■ Action item: Find every line below where the string "ServiceCommands" shows up, and copy those lines.
:: Data in this exercise
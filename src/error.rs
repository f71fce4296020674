use thiserror::Error;

pub type Result<T> = std::result::Result<T, Error>;

#[derive(Error, Debug)]
pub enum Error {
    #[error("IO error: {0}")]
    Io(#[from] std::io::Error),

    #[error("Serialization error: {0}")]
    Serialization(#[from] serde_json::Error),

    #[error("Data store unreachable: {0}")]
    Connectivity(String),

    #[error("Data integrity check failed: {0}")]
    Integrity(String),

    #[error("Snapshot write failed: {0}")]
    SnapshotWrite(String),

    #[error("Restore failed: {0}")]
    Restore(String),

    #[error("Retention enforcement failed: {0}")]
    Retention(String),

    #[error("No snapshot available: {0}")]
    NoSnapshotAvailable(String),

    #[error("Snapshot not found: {0}")]
    SnapshotNotFound(String),

    #[error("Invalid snapshot name: {0}")]
    InvalidName(String),

    #[error("Process control error: {0}")]
    Process(String),

    #[error("Configuration error: {0}")]
    Config(String),
}

impl Error {
    pub fn error_code(&self) -> i32 {
        match self {
            Error::Io(_) => -1,
            Error::Serialization(_) => -2,
            Error::Connectivity(_) => -3,
            Error::Integrity(_) => -4,
            Error::SnapshotWrite(_) => -5,
            Error::Restore(_) => -6,
            Error::Retention(_) => -7,
            Error::NoSnapshotAvailable(_) => -8,
            Error::SnapshotNotFound(_) => -9,
            Error::InvalidName(_) => -10,
            Error::Process(_) => -11,
            Error::Config(_) => -13,
        }
    }

    /// Wrap any lower-level failure that happened while loading a snapshot.
    pub(crate) fn into_restore(self) -> Error {
        match self {
            e @ (Error::Restore(_)
            | Error::NoSnapshotAvailable(_)
            | Error::SnapshotNotFound(_)
            | Error::InvalidName(_)) => e,
            other => Error::Restore(other.to_string()),
        }
    }

    pub(crate) fn into_snapshot_write(self) -> Error {
        match self {
            e @ Error::SnapshotWrite(_) => e,
            other => Error::SnapshotWrite(other.to_string()),
        }
    }
}
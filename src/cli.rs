//! Command-line flags shared by `rsv-recovery` and `rsv-emergency`.

use crate::config::RecoveryConfig;
use crate::error::Result;
use clap::{Arg, ArgAction, ArgMatches};
use std::path::PathBuf;

pub fn global_args() -> Vec<Arg> {
    vec![
        Arg::new("config")
            .help("JSON configuration file")
            .long("config")
            .global(true),
        Arg::new("data-dir")
            .help("Data store directory")
            .long("data-dir")
            .global(true),
        Arg::new("backup-dir")
            .help("Snapshot directory")
            .long("backup-dir")
            .global(true),
        Arg::new("log-dir")
            .help("Directory for db-recovery.log")
            .long("log-dir")
            .global(true),
        Arg::new("json-logs")
            .help("Emit JSON log lines")
            .long("json-logs")
            .global(true)
            .action(ArgAction::SetTrue),
    ]
}

/// Configuration resolved from the file, environment and flags.
pub struct Resolved {
    pub config: RecoveryConfig,
    pub config_file: Option<PathBuf>,
    pub json_logs: bool,
}

impl Resolved {
    pub fn from_matches(matches: &ArgMatches) -> Result<Self> {
        let config_file = matches.get_one::<String>("config").map(PathBuf::from);
        let mut config = RecoveryConfig::load(config_file.as_deref())?;

        if let Some(dir) = matches.get_one::<String>("data-dir") {
            config.paths.data_dir = PathBuf::from(dir);
        }
        if let Some(dir) = matches.get_one::<String>("backup-dir") {
            config.paths.backup_dir = PathBuf::from(dir);
        }
        if let Some(dir) = matches.get_one::<String>("log-dir") {
            config.paths.log_dir = PathBuf::from(dir);
        }

        Ok(Self {
            config,
            config_file,
            json_logs: matches.get_flag("json-logs"),
        })
    }

    /// Flags that make a worker process see the same configuration.
    pub fn worker_args(&self) -> Vec<String> {
        let mut args = Vec::new();
        if let Some(file) = &self.config_file {
            args.push("--config".to_string());
            args.push(file.display().to_string());
        }
        let paths = &self.config.paths;
        for (flag, dir) in [
            ("--data-dir", &paths.data_dir),
            ("--backup-dir", &paths.backup_dir),
            ("--log-dir", &paths.log_dir),
        ] {
            args.push(flag.to_string());
            args.push(dir.display().to_string());
        }
        args
    }
}

#[cfg(test)]
mod tests {
    use super::*;
    use clap::Command;

    fn command() -> Command {
        Command::new("test")
            .args(global_args())
            .subcommand(Command::new("check"))
    }

    #[test]
    fn test_flags_override_defaults() {
        let matches = command()
            .try_get_matches_from(["test", "check", "--backup-dir", "/srv/backups", "--json-logs"])
            .unwrap();
        let resolved = Resolved::from_matches(&matches).unwrap();
        assert_eq!(resolved.config.paths.backup_dir, PathBuf::from("/srv/backups"));
        assert!(resolved.json_logs);
        assert!(resolved.config_file.is_none());
    }

    #[test]
    fn test_worker_args_carry_paths() {
        let matches = command()
            .try_get_matches_from([
                "test",
                "--data-dir",
                "/d",
                "--backup-dir",
                "/b",
                "--log-dir",
                "/l",
                "check",
            ])
            .unwrap();
        let resolved = Resolved::from_matches(&matches).unwrap();
        assert_eq!(
            resolved.worker_args(),
            vec!["--data-dir", "/d", "--backup-dir", "/b", "--log-dir", "/l"]
        );
    }
}
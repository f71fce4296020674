//! Runtime configuration
//!
//! Precedence, lowest first: built-in defaults, the JSON file given with
//! `--config`, `RSV_*` environment variables, command-line flags.

use crate::backup::RetentionPolicy;
use crate::error::{Error, Result};
use crate::health::{default_anchors, AnchorRule};
use crate::recovery::{OrchestratorConfig, ServiceCommands};
use serde::{Deserialize, Serialize};
use std::collections::HashMap;
use std::fs;
use std::path::{Path, PathBuf};
use std::time::Duration;
use tracing::debug;

pub const AUDIT_LOG_FILE: &str = "db-recovery.log";

#[derive(Debug, Clone, Default, PartialEq, Serialize, Deserialize)]
#[serde(default)]
pub struct RecoveryConfig {
    pub paths: PathsConfig,
    pub backup: BackupConfig,
    pub retention: RetentionPolicy,
    pub health: HealthConfig,
    pub recovery: RecoverySettings,
    pub emergency: EmergencyConfig,
}

#[derive(Debug, Clone, PartialEq, Eq, Serialize, Deserialize)]
#[serde(default)]
pub struct PathsConfig {
    pub data_dir: PathBuf,
    pub backup_dir: PathBuf,
    pub log_dir: PathBuf,
}

impl Default for PathsConfig {
    fn default() -> Self {
        Self {
            data_dir: PathBuf::from("./data"),
            backup_dir: PathBuf::from("./backups"),
            log_dir: PathBuf::from("./logs"),
        }
    }
}

#[derive(Debug, Clone, PartialEq, Eq, Serialize, Deserialize)]
#[serde(default)]
pub struct BackupConfig {
    pub interval_secs: u64,
}

impl Default for BackupConfig {
    fn default() -> Self {
        Self {
            interval_secs: 3600, // 1 hour
        }
    }
}

#[derive(Debug, Clone, PartialEq, Eq, Serialize, Deserialize)]
#[serde(default)]
pub struct HealthConfig {
    pub poll_interval_secs: u64,
    pub anchors: Vec<AnchorRule>,
}

impl Default for HealthConfig {
    fn default() -> Self {
        Self {
            poll_interval_secs: 10,
            anchors: default_anchors(),
        }
    }
}

#[derive(Debug, Clone, PartialEq, Eq, Serialize, Deserialize)]
#[serde(default)]
pub struct RecoverySettings {
    pub service_name: String,
    pub restart_grace_secs: u64,
    pub max_attempts: usize,
    pub seed_file: Option<PathBuf>,
    /// Stop/start shell commands per service name.
    pub services: HashMap<String, ServiceCommands>,
}

impl Default for RecoverySettings {
    fn default() -> Self {
        Self {
            service_name: "postgresql".to_string(),
            restart_grace_secs: 5,
            max_attempts: 3,
            seed_file: None,
            services: HashMap::new(),
        }
    }
}

#[derive(Debug, Clone, PartialEq, Eq, Serialize, Deserialize)]
#[serde(default)]
pub struct EmergencyConfig {
    pub host: String,
    pub port: u16,
    /// Port of the primary application, which the emergency service must not share.
    pub primary_port: u16,
    pub worker_timeout_secs: u64,
    /// Worker binary; defaults to `rsv-recovery` next to the running executable.
    pub worker_binary: Option<PathBuf>,
}

impl Default for EmergencyConfig {
    fn default() -> Self {
        Self {
            host: "127.0.0.1".to_string(),
            port: 4901,
            primary_port: 4900,
            worker_timeout_secs: 600,
            worker_binary: None,
        }
    }
}

impl RecoveryConfig {
    /// Defaults, then the optional JSON file, then environment overrides.
    pub fn load(path: Option<&Path>) -> Result<Self> {
        let mut config = match path {
            Some(path) => Self::from_file(path)?,
            None => Self::default(),
        };
        config.apply_env(|key| std::env::var(key).ok())?;
        Ok(config)
    }

    pub fn from_file(path: &Path) -> Result<Self> {
        let contents = fs::read_to_string(path)
            .map_err(|e| Error::Config(format!("{}: {}", path.display(), e)))?;
        let config = serde_json::from_str(&contents)
            .map_err(|e| Error::Config(format!("{}: {}", path.display(), e)))?;
        debug!(path = %path.display(), "Loaded configuration file");
        Ok(config)
    }

    pub fn apply_env<F>(&mut self, lookup: F) -> Result<()>
    where
        F: Fn(&str) -> Option<String>,
    {
        if let Some(dir) = lookup("RSV_DATA_DIR") {
            self.paths.data_dir = PathBuf::from(dir);
        }
        if let Some(dir) = lookup("RSV_BACKUP_DIR") {
            self.paths.backup_dir = PathBuf::from(dir);
        }
        if let Some(dir) = lookup("RSV_LOG_DIR") {
            self.paths.log_dir = PathBuf::from(dir);
        }
        if let Some(port) = lookup("RSV_EMERGENCY_PORT") {
            self.emergency.port = parse_port("RSV_EMERGENCY_PORT", &port)?;
        }
        if let Some(port) = lookup("RSV_PRIMARY_PORT") {
            self.emergency.primary_port = parse_port("RSV_PRIMARY_PORT", &port)?;
        }
        Ok(())
    }

    pub fn validate(&self) -> Result<()> {
        if self.retention.max_count == 0 {
            return Err(Error::Config("retention.max_count must be at least 1".into()));
        }
        if self.backup.interval_secs == 0 {
            return Err(Error::Config("backup.interval_secs must be positive".into()));
        }
        if self.health.poll_interval_secs == 0 {
            return Err(Error::Config("health.poll_interval_secs must be positive".into()));
        }
        if self.recovery.max_attempts == 0 {
            return Err(Error::Config("recovery.max_attempts must be at least 1".into()));
        }
        if self.emergency.worker_timeout_secs == 0 {
            return Err(Error::Config(
                "emergency.worker_timeout_secs must be positive".into(),
            ));
        }
        if self.emergency.port == self.emergency.primary_port {
            return Err(Error::Config(format!(
                "emergency port {} collides with the primary application port",
                self.emergency.port
            )));
        }
        Ok(())
    }

    pub fn audit_log_path(&self) -> PathBuf {
        self.paths.log_dir.join(AUDIT_LOG_FILE)
    }

    pub fn backup_interval(&self) -> Duration {
        Duration::from_secs(self.backup.interval_secs)
    }

    pub fn health_interval(&self) -> Duration {
        Duration::from_secs(self.health.poll_interval_secs)
    }

    pub fn orchestrator_config(&self) -> OrchestratorConfig {
        OrchestratorConfig {
            service_name: self.recovery.service_name.clone(),
            restart_grace: Duration::from_secs(self.recovery.restart_grace_secs),
            max_attempts: self.recovery.max_attempts,
            seed_file: self.recovery.seed_file.clone(),
        }
    }
}

fn parse_port(key: &str, value: &str) -> Result<u16> {
    value
        .trim()
        .parse()
        .map_err(|_| Error::Config(format!("{}: invalid port '{}'", key, value)))
}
::::
■ Answer section:
use crate::recovery::{OrchestratorConfig, ServiceCommands};
    pub services: HashMap<String, ServiceCommands>,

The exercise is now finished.